You can't fly after X weeks, so check your dates.

Not sure how many weeks X is though, I think it varies with the different airlines.


----------



## Staples (22 Feb 2008)

With the baby due in August and a holiday planned for May, it seems like Philipb has his dates spot on.  AFAIK, it's not wise to fly either in the first trimester or sometime close to the due date.


----------



## truthseeker (22 Feb 2008)

went to sicily last year for a week, pure luxury, hotel was beautiful, private beach, cable car to town across the road from hotel entrance - beautiful.


----------



## ClubMan (22 Feb 2008)

_Taormina/Mazzaro _I presume?


----------



## truthseeker (22 Feb 2008)

ClubMan said:


> _Taormina/Mazzaro _I presume?


yes - our hotel was below Taormina (cant remember the name of it), the front gate was across from a carpark area that you could catch the cable car up and exit into Taormina itself - very nice for designer shopping!!


----------



## ClubMan (22 Feb 2008)

One of these? Give me a few more minutes and I'll have my spy satellite tracking your movements...


----------



## truthseeker (22 Feb 2008)

ClubMan said:


> One of these? Give me a few more minutes and I'll have my spy satellite tracking your movements...


yikes!!!
spy satellite must need servicing - it was here:
[broken link removed]


----------



## Stifster (22 Feb 2008)

Taormina is lovely alright.


----------



## truthseeker (22 Feb 2008)

the 'third' resort in lanzatore 'playa blanca' is also lovely - but not much to do at all except laze in the sun and wander the designer shops - very small town. but there are some wonderful luxury hotels there, i stayed in Princess Yaiza for a week and can highly recommend it.


----------



## DrMoriarty (22 Feb 2008)

Ah yes, the fine art of brochure photography... 

[broken link removed][broken link removed]

It certainly looks lovely, though!


----------



## wishbone (22 Feb 2008)

That's such a lovely thought!! 30 weeks or so is the latest you can go - airlines vary - but boats don't seem to care as you're sitting in the car for 'check-in'. We went to a lovely spot called Cap Coz in Brittany (on the boat) when I was 26 weeks. We had a fab time and I wasn't so big as to be uncomfortable. Also France is great value for baby stuff, sleeping bags, car seats, champagne! etc, it would be a good place anyway. Only prob is finding something suitable on a menu that she can eat that isn't raw or unpasteurised but you get that anywhere...


----------



## truthseeker (22 Feb 2008)

DrMoriarty said:


> Ah yes, the fine art of brochure photography...


 
I was disappointed it wasnt all red and glowing 
It was very relaxing - not a huge amount to do bar chill out and wander the town, but you could do tours if you wanted to.


----------



## wishbone (22 Feb 2008)

Sorry I forgot links - it's just beside the sea, and has a pool...very quiet...

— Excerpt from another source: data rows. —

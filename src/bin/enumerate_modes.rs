// Copyright (c) 2023 Steven Rosenthal smr@dt3.org
// See LICENSE file in root directory for license terms.

use clap::Parser;
use env_logger;

use camera_cis::select_sensor::{model_by_name, sensor_models};
use camera_cis::sensor_model::SensorModel;
use camera_cis::timing::{frame_timing, integration_us};

/// Lists the sensor modes of the supported sensor models, with their frame
/// timing and seamless mode groups.
#[derive(Parser, Debug)]
#[command(author, version, about, long_about=None)]
struct Args {
    /// Only list this model.
    #[arg(short, long)]
    model: Option<String>,
}

fn main() {
    env_logger::Builder::from_env(
        env_logger::Env::default().default_filter_or("info")).init();
    let args = Args::parse();

    let models: Vec<&'static dyn SensorModel> = match &args.model {
        Some(name) => vec![model_by_name(name).unwrap()],
        None => sensor_models().to_vec(),
    };
    for model in models {
        let desc = model.descriptor();
        println!("{} (id {:#06x}): {} modes, retention {}",
                 model.name(), desc.sensor_id, model.mode_count(),
                 if desc.retention.is_some() { "yes" } else { "no" });
        for (i, mode) in desc.modes.iter().enumerate() {
            let timing = frame_timing(&mode.pll, mode.height).unwrap();
            let (pclk, llp) = (mode.pll.pclk, mode.pll.line_length_pck);
            let min_exp = integration_us(pclk, llp, mode.min_coarse_integration_time,
                                         desc.min_fine_integration_time).unwrap();
            let max_exp = integration_us(pclk, llp, mode.max_coarse_integration_time(),
                                         desc.max_fine_integration_time).unwrap();
            println!("  {:2}: {:24} {}x{} {}fps min frame {}us exposure {}..{}us fci {:?}",
                     i, mode.name, mode.width, mode.height, timing.max_fps,
                     timing.min_frame_us_time, min_exp, max_exp, mode.fast_change_idx);
            println!("      groups {}", model.mode_groups(i));
        }
    }
}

In English (not much detail)
http://www.pv-holidays.com/scripts/fiche_produit.php?id_ofr=247&id_sai_passe=1#

In French (more detail)
http://www.pierreetvacances.com/scripts/fiche_produit.php?id_ofr=247#

You would need a car as there's not a lot happening - but it's really lovely.


----------



## ClubMan (22 Feb 2008)

truthseeker said:


> I was disappointed it wasnt all red and glowing
> It was very relaxing - not a huge amount to do bar chill out and wander the town, but you could do tours if you wanted to.


You can also do trips easily by public transport - e.g. get the train to the likes of _Catania _or _Syracuse _(or _Messina _but I wouldn't bother) etc. You can also take the narrow gauge train around _Mount Etna _from _Catania_, stop off at one or two towns along the way and then terminate at _Giarre/Riposto _(if I recall correctly) and get a bus back to _Taormina _from there. Bus to _Castelmola, Savoca _etc.


----------



## truthseeker (22 Feb 2008)

ClubMan said:


> You can also do trips easily by public transport - e.g. get the train to the likes of _Catania _or _Syracuse _(or _Messina _but I wouldn't bother) etc. You can also take the narrow gauge train around _Mount Etna _from _Catania_, stop off at one or two towns along the way and then terminate at _Giarre/Riposto _(if I recall correctly) and get a bus back to _Taormina _from there. Bus to _Castelmola, Savoca _etc.


 
Yes - but personally I found it VERY difficult to rouse myself from my sun lounger on the private beach


----------



## NHG (22 Feb 2008)

We went on a med cruise and it was brill, I was about 20 wks at the time.  Now waiting for nipper to be old enough to bring him on a crusie with us.


----------



## Paulone (22 Feb 2008)

Don't have a recommendation for a location, but strongly recommend you take a good break before she can't travel - things change completely afterwards and it would be v.nice to be able to look back afterwards - it may well be a good 6-8months after the birth before you can get it together to travel again and, because wee kids can't really appreciate a beach properly (i.e don't want to eat the sand) until they're nearly 18months, it just won't be the same for a good while!

Word to the wize about your timing - the airline websites will all point out how late in the pregnancy that she will be able to travel, but bear in mind that her GP may well be the final arbiter of that.

If any issue (even a small one) arises in the pregnancy, permission to travel will be curtailed substantially. Even if some airlines will let a pregnant woman fly (with a GPs letter) until the 36th week, it depends on securing such a letter and there is thinking out there among GPs that ladies more than 28-30weeks pregnant should not be in the air.

At 32weeks, my own missus took a flight that lasted 2.5hours and she found it rather uncomfortable - citing the air pressure in the cabin making the bump feel a bit strange. Wherever you choose to go, I think it might be better to choose a place where the flight is as short as it can be.


----------



## philipb (22 Feb 2008)

Wow... thanks for all replies and suggestions. Date-wise we are fine. A "wish you were here" postcard to all concerned!


----------